地面を抉るように蹴り出し、集団に突っ込む。決して速くはないが、確実に…迷い無くターゲットを絞る。
…まずは…エモノを出したシロレンジャーから。
自分が狙われていると分かったらしいシロレンジャーは、腰を落とし応戦体制に入った…が、そんなモン……
ブチ抜くまでだ。
剣が振りかざされた瞬間、一気に間合いを詰めて右手で持ち手から一太刀をいなす。がら空きになった腹に左の掌底を斜め上に向けて打ち込み、体を捻り無防備な脇腹に左の横蹴りを躊躇無く叩き込んだ。
「カハッ!!!?」
シロレンジャーはくの字に身体を折り曲げ、数m吹き飛んだ。無様に地面に転がった時には、身体を痙攣させて動かなくなった。まずは一人。
次は……
「おろ?蓮じゃないか!!来るなら来ると連絡しろとパパはあれほど言っただろ?」
…名前を呼ばれ、オレは感情を呼び戻す。
…あ、自己紹介が遅れたな。
オレは二宮蓮、よろしく。
ともかく、オレの名前を呼んだ人の方を見てみる事にした。
「…父…さん…!?」
そこに居たのは、オレが10歳の時に失踪した実の父親、二宮秀太だった。というかパパとかキモい。と…
「蓮ちゃん!?大きくなったわねぇ♪」
傍らには親父と同じく失踪した実の母親、二宮皐月の姿も見受けられた。
…というかだ。
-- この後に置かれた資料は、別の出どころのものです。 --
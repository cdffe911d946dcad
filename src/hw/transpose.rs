//! Square tile transposes used by the channel converter.
//!
//! A tile is `W` rows of `W` samples. The converter loads `W` channels by `W`
//! frames, transposes, and stores `W` frames by `W` channels (or the reverse).
//! Only moves happen here, so every width produces bit-identical output.

use crate::Sample;
use crate::error::{ErrorCode, PadError, Result};

pub const VECTOR_WIDTHS: &[usize] = &[8, 4, 2, 1];
pub const SCALAR_WIDTHS: &[usize] = &[1];

/// Descending list of tile widths tried by the converter. Always ends in 1.
#[derive(Debug, Clone, Copy, PartialEq, Eq)]
pub struct TransposePlan {
    widths: &'static [usize],
}

impl Default for TransposePlan {
    fn default() -> Self {
        Self::from_options(cfg!(feature = "scalar"))
    }
}

impl TransposePlan {
    pub const fn vector() -> Self {
        Self {
            widths: VECTOR_WIDTHS,
        }
    }

    pub const fn scalar() -> Self {
        Self {
            widths: SCALAR_WIDTHS,
        }
    }

    pub fn from_options(scalar: bool) -> Self {
        if scalar { Self::scalar() } else { Self::vector() }
    }

    /// Custom width list, e.g. `&[4, 1]` to keep tiles small.
    pub fn with_widths(widths: &'static [usize]) -> Result<Self> {
        let supported = widths.iter().all(|w| VECTOR_WIDTHS.contains(w));
        let descending = widths.windows(2).all(|p| p[0] > p[1]);
        if !supported || !descending || widths.last() != Some(&1) {
            return Err(PadError::soft(
                ErrorCode::InvalidBufferSize,
                format!("transpose widths {widths:?} must descend through 8, 4, 2, 1 and end in 1"),
            ));
        }
        Ok(Self { widths })
    }

    pub fn widths(&self) -> &'static [usize] {
        self.widths
    }

    pub fn is_scalar(&self) -> bool {
        self.widths == SCALAR_WIDTHS
    }
}

pub trait Tile: Copy {
    const WIDTH: usize;
    const ZERO: Self;
    fn row(&self, index: usize) -> &[Sample];
    fn row_mut(&mut self, index: usize) -> &mut [Sample];
    fn transpose(&mut self);
}

/// Swap the off-diagonal halves at every power-of-two level. After the pass
/// for bit `half`, rows and columns have exchanged that bit of their index.
fn butterfly<const W: usize>(m: &mut [[Sample; W]; W]) {
    let mut half = W / 2;
    while half > 0 {
        for row in 0..W {
            if row & half != 0 {
                continue;
            }
            for col in 0..W {
                if col & half == 0 {
                    continue;
                }
                let tmp = m[row][col];
                m[row][col] = m[row + half][col - half];
                m[row + half][col - half] = tmp;
            }
        }
        half /= 2;
    }
}

macro_rules! portable_tile {
    ($w:literal) => {
        impl Tile for [[Sample; $w]; $w] {
            const WIDTH: usize = $w;
            const ZERO: Self = [[0.0; $w]; $w];

            fn row(&self, index: usize) -> &[Sample] {
                &self[index]
            }

            fn row_mut(&mut self, index: usize) -> &mut [Sample] {
                &mut self[index]
            }

            #[inline]
            fn transpose(&mut self) {
                butterfly::<$w>(self);
            }
        }
    };
}

portable_tile!(8);
portable_tile!(4);

impl Tile for [[Sample; 2]; 2] {
    const WIDTH: usize = 2;
    const ZERO: Self = [[0.0; 2]; 2];

    fn row(&self, index: usize) -> &[Sample] {
        &self[index]
    }

    fn row_mut(&mut self, index: usize) -> &mut [Sample] {
        &mut self[index]
    }

    #[inline]
    fn transpose(&mut self) {
        #[cfg(all(target_arch = "x86_64", target_feature = "sse2"))]
        {
            sse2::transpose2(self);
        }
        #[cfg(not(all(target_arch = "x86_64", target_feature = "sse2")))]
        {
            butterfly::<2>(self);
        }
    }
}

#[cfg(all(target_arch = "x86_64", target_feature = "sse2"))]
mod sse2 {
    use crate::Sample;
    use std::arch::x86_64::{_mm_loadu_pd, _mm_storeu_pd, _mm_unpackhi_pd, _mm_unpacklo_pd};

    #[inline]
    pub(super) fn transpose2(m: &mut [[Sample; 2]; 2]) {
        // SAFETY: sse2 is part of the x86_64 baseline and each row is exactly
        // two contiguous f64 values; unaligned loads and stores are used.
        unsafe {
            let r0 = _mm_loadu_pd(m[0].as_ptr());
            let r1 = _mm_loadu_pd(m[1].as_ptr());
            _mm_storeu_pd(m[0].as_mut_ptr(), _mm_unpacklo_pd(r0, r1));
            _mm_storeu_pd(m[1].as_mut_ptr(), _mm_unpackhi_pd(r0, r1));
        }
    }
}
// src/main.rs
//! Briefed: one-shot page build.
//! Loads the feed config, runs the pipeline once and writes the static page.
//!
//! Exit code is non-zero only for configuration or output-file problems;
//! feeds that fail are logged and skipped.

use anyhow::Context;
use briefed::{load_config_default, render::render_page, Pipeline};

#[tokio::main]
async fn main() -> anyhow::Result<()> {
    // Load .env in local/dev; no-op when absent.
    let _ = dotenvy::dotenv();
    briefed::init_tracing();

    let cfg = load_config_default().context("loading briefed config")?;
    let pipeline = Pipeline::from_config(&cfg)?;

    let (entries, stats) = pipeline.run_with_stats().await;
    if stats.failed_sources == stats.sources {
        tracing::warn!(sources = stats.sources, "every source failed, page will be empty");
    }

    let html = render_page(&cfg.pipeline.page_title, &entries, chrono::Utc::now());
    let out = &cfg.pipeline.output_path;
    if let Some(dir) = out.parent().filter(|d| !d.as_os_str().is_empty()) {
        std::fs::create_dir_all(dir)
            .with_context(|| format!("creating output dir {}", dir.display()))?;
    }
    std::fs::write(out, html).with_context(|| format!("writing {}", out.display()))?;

    tracing::info!(
        path = %out.display(),
        entries = entries.len(),
        failed_sources = stats.failed_sources,
        "page written"
    );
    Ok(())
}
// src/api.rs
//! Preview server: serves the latest snapshot as a page and as JSON.

use std::sync::{Arc, RwLock};

use axum::{
    extract::State,
    http::StatusCode,
    response::{Html, IntoResponse},
    routing::{get, post},
    Json, Router,
};
use chrono::{DateTime, Utc};
use tower_http::cors::CorsLayer;

use crate::pipeline::{Entry, Pipeline, RunStats};
use crate::render::render_page;

/// Result of the last pipeline run.
#[derive(Debug, Clone)]
pub struct Snapshot {
    pub entries: Vec<Entry>,
    pub stats: RunStats,
    pub generated_at: DateTime<Utc>,
}

#[derive(Clone)]
pub struct AppState {
    pipeline: Arc<Pipeline>,
    page_title: Arc<str>,
    snapshot: Arc<RwLock<Snapshot>>,
}

impl AppState {
    pub fn new(pipeline: Arc<Pipeline>, page_title: &str, initial: Snapshot) -> Self {
        Self {
            pipeline,
            page_title: Arc::from(page_title),
            snapshot: Arc::new(RwLock::new(initial)),
        }
    }

    /// Run the pipeline and swap the snapshot. The lock is not held across the run.
    pub async fn refresh(&self) -> RunStats {
        let (entries, stats) = self.pipeline.run_with_stats().await;
        let snap = Snapshot {
            entries,
            stats: stats.clone(),
            generated_at: Utc::now(),
        };
        match self.snapshot.write() {
            Ok(mut guard) => *guard = snap,
            Err(poisoned) => *poisoned.into_inner() = snap,
        }
        stats
    }

    pub fn snapshot(&self) -> Snapshot {
        match self.snapshot.read() {
            Ok(g) => g.clone(),
            Err(poisoned) => poisoned.into_inner().clone(),
        }
    }
}

pub fn router(state: AppState) -> Router {
    Router::new()
        .route("/", get(page))
        .route("/health", get(|| async { "ok" }))
        .route("/api/entries", get(entries))
        .route("/api/refresh", post(refresh))
        .layer(CorsLayer::very_permissive())
        .with_state(state)
}

async fn page(State(state): State<AppState>) -> Html<String> {
    let snap = state.snapshot();
    Html(render_page(&state.page_title, &snap.entries, snap.generated_at))
}

async fn entries(State(state): State<AppState>) -> Json<Vec<Entry>> {
    Json(state.snapshot().entries)
}

async fn refresh(State(state): State<AppState>) -> impl IntoResponse {
    let stats = state.refresh().await;
    (StatusCode::OK, Json(stats))
}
♪を付けて話すなと昔言ったハズだが……それに『蓮ちゃん』はやめぃ。この歳でそれは非常に恥ずかしい。
「…母さんまで…!?」
まぁ当たり前に驚きを隠せないオレ。更に…
「…ホントにいた!!蓮くん!!」
「…梓ぁ!?」
あの日、オレのせいで凶弾に命を散らせたハズの姉、二宮梓もそこにいた。
「ちょ、ワケが分からない…!父さんと母さんはさておき、なんで梓が…!?」
…混乱するよな、誰でも。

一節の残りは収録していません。